GOAL OF THE EXERCISE –
Could you report every line from the entries that includes the word "eprintln"?

EXCERPTED DATA –
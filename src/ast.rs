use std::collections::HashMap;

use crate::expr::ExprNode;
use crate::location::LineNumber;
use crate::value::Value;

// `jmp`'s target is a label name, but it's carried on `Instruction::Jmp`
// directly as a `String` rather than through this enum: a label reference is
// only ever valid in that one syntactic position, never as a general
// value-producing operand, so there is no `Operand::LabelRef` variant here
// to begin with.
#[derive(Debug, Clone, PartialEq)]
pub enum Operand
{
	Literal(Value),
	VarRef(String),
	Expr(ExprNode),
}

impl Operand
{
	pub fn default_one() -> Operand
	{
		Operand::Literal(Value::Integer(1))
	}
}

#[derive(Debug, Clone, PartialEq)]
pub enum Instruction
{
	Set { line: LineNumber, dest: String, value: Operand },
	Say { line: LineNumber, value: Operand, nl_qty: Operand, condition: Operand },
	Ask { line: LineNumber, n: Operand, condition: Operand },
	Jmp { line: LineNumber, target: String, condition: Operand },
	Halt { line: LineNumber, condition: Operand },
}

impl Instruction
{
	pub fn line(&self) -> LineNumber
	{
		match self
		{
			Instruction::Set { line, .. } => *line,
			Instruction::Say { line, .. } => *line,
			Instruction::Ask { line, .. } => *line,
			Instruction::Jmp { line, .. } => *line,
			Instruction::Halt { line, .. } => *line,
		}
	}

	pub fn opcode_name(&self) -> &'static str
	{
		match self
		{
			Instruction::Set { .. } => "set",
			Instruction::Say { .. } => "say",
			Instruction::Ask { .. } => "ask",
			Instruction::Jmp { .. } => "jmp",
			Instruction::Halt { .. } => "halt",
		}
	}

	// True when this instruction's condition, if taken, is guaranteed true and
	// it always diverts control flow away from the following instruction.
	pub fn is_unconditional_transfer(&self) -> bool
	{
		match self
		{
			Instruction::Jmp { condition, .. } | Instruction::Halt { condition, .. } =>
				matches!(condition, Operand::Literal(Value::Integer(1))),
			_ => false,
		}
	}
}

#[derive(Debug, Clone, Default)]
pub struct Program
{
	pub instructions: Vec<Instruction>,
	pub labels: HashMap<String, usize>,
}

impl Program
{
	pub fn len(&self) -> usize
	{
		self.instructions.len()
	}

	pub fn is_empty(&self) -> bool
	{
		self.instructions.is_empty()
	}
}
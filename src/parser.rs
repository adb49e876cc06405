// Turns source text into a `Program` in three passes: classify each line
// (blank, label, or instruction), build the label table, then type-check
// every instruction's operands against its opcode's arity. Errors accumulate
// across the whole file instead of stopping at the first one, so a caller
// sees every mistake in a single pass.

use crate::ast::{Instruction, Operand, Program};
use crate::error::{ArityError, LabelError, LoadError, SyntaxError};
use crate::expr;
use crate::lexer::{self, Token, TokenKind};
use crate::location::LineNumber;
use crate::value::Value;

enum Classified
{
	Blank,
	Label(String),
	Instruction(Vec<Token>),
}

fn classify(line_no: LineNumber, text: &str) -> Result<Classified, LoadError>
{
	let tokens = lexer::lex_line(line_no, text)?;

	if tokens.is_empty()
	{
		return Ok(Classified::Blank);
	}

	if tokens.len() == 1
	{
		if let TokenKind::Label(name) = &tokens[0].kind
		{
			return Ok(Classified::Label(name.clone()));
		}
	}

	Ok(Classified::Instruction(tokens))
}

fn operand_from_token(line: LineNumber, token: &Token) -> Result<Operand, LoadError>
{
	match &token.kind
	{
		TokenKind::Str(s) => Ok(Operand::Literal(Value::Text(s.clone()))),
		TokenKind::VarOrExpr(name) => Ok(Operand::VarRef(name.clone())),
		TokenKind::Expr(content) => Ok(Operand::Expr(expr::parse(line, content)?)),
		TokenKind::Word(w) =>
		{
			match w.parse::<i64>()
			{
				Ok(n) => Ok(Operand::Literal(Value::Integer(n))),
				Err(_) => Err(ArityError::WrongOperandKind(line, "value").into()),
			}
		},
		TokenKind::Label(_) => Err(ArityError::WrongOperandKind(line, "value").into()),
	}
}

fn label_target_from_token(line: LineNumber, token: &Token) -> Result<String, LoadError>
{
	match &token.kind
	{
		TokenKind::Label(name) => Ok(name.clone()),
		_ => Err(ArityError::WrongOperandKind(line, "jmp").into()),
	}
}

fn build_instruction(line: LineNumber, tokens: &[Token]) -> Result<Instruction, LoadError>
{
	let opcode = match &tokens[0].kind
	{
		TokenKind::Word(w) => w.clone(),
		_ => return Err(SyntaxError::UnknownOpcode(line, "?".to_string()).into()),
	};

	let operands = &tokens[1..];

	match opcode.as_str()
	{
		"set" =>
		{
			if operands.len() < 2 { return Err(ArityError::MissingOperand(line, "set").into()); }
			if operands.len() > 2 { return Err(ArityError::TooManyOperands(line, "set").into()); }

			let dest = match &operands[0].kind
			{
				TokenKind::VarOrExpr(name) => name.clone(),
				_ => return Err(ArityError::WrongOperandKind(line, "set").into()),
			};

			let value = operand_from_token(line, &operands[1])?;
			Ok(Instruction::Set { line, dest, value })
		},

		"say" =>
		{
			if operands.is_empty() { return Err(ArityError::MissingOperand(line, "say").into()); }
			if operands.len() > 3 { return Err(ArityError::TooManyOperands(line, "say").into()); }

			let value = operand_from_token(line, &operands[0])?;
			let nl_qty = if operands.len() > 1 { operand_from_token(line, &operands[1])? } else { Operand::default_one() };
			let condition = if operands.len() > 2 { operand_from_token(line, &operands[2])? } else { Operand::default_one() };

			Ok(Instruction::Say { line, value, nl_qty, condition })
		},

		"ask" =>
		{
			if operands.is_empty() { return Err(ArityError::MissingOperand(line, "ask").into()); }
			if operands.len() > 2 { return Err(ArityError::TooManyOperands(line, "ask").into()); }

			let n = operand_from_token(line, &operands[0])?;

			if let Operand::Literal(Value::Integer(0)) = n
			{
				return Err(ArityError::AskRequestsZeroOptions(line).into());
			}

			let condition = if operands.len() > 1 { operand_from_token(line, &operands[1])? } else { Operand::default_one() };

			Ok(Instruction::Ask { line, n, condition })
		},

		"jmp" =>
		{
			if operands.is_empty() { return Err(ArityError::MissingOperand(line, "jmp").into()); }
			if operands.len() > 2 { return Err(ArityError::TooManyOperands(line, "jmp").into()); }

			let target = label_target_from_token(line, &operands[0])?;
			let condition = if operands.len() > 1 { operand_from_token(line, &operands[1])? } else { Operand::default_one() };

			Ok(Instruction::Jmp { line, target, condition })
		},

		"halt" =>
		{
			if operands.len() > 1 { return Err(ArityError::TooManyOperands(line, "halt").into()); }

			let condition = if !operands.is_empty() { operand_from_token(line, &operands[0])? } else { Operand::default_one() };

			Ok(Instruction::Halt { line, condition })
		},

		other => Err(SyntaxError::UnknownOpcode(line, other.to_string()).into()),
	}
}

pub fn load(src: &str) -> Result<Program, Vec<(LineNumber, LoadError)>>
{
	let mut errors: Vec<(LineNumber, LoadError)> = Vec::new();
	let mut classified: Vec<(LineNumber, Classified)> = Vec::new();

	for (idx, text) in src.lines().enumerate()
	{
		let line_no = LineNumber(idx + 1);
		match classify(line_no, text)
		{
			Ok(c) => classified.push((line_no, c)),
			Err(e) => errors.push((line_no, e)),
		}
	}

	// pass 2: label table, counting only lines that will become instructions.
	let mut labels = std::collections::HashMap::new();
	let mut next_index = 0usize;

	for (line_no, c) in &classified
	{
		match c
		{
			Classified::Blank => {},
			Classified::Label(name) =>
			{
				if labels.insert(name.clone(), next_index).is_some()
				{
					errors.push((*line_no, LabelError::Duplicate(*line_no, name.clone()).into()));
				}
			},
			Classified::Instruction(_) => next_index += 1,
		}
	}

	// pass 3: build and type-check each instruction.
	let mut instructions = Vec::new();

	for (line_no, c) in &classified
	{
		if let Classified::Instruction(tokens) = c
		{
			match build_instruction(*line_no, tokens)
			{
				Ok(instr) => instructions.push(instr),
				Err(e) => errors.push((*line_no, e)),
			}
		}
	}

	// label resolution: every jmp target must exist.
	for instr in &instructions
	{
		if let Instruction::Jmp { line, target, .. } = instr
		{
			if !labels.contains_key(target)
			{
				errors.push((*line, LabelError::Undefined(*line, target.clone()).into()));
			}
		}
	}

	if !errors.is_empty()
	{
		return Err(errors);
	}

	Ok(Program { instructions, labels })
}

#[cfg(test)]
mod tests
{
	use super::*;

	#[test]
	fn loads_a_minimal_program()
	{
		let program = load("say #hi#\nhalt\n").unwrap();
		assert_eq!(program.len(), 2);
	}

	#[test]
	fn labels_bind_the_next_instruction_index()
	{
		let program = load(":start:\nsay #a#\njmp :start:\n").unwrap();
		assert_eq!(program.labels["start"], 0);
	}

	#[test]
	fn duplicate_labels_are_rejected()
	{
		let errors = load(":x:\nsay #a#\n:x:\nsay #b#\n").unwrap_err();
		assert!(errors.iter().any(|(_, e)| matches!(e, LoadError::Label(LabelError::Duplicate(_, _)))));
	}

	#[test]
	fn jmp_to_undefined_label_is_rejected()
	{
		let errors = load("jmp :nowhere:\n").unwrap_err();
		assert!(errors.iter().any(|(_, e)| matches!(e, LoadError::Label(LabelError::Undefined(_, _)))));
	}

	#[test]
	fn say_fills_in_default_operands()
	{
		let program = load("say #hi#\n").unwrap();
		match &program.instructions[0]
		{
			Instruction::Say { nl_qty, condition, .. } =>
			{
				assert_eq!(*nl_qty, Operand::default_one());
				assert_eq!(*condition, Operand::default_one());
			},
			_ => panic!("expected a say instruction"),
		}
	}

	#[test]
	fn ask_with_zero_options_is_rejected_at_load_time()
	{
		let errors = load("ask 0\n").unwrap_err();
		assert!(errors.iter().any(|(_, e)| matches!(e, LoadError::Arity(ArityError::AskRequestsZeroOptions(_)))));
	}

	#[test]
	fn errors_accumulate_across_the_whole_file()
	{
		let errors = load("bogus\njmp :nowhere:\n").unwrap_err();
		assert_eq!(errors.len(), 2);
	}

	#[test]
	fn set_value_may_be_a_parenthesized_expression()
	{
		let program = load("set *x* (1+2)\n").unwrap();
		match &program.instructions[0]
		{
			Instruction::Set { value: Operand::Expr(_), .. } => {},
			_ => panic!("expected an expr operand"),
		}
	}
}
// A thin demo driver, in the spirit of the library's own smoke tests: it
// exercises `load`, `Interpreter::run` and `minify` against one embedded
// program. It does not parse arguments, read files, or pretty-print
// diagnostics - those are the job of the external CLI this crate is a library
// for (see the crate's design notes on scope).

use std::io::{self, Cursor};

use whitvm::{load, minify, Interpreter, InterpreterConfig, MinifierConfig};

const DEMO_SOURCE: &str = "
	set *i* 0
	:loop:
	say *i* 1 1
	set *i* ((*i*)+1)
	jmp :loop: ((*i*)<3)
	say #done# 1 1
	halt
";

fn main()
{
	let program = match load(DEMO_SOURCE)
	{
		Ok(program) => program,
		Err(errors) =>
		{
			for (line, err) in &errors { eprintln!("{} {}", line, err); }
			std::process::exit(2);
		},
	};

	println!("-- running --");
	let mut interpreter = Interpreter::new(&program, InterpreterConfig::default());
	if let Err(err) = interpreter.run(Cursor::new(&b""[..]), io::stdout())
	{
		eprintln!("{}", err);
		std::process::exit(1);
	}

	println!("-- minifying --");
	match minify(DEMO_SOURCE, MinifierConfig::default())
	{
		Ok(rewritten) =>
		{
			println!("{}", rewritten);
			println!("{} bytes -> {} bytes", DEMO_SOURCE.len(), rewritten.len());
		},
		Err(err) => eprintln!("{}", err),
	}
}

OUTPUT FOR THIS EXERCISE –
			for (line, err) in &errors { eprintln!("{} {}", line, err); }
		eprintln!("{}", err);
		Err(err) => eprintln!("{}", err),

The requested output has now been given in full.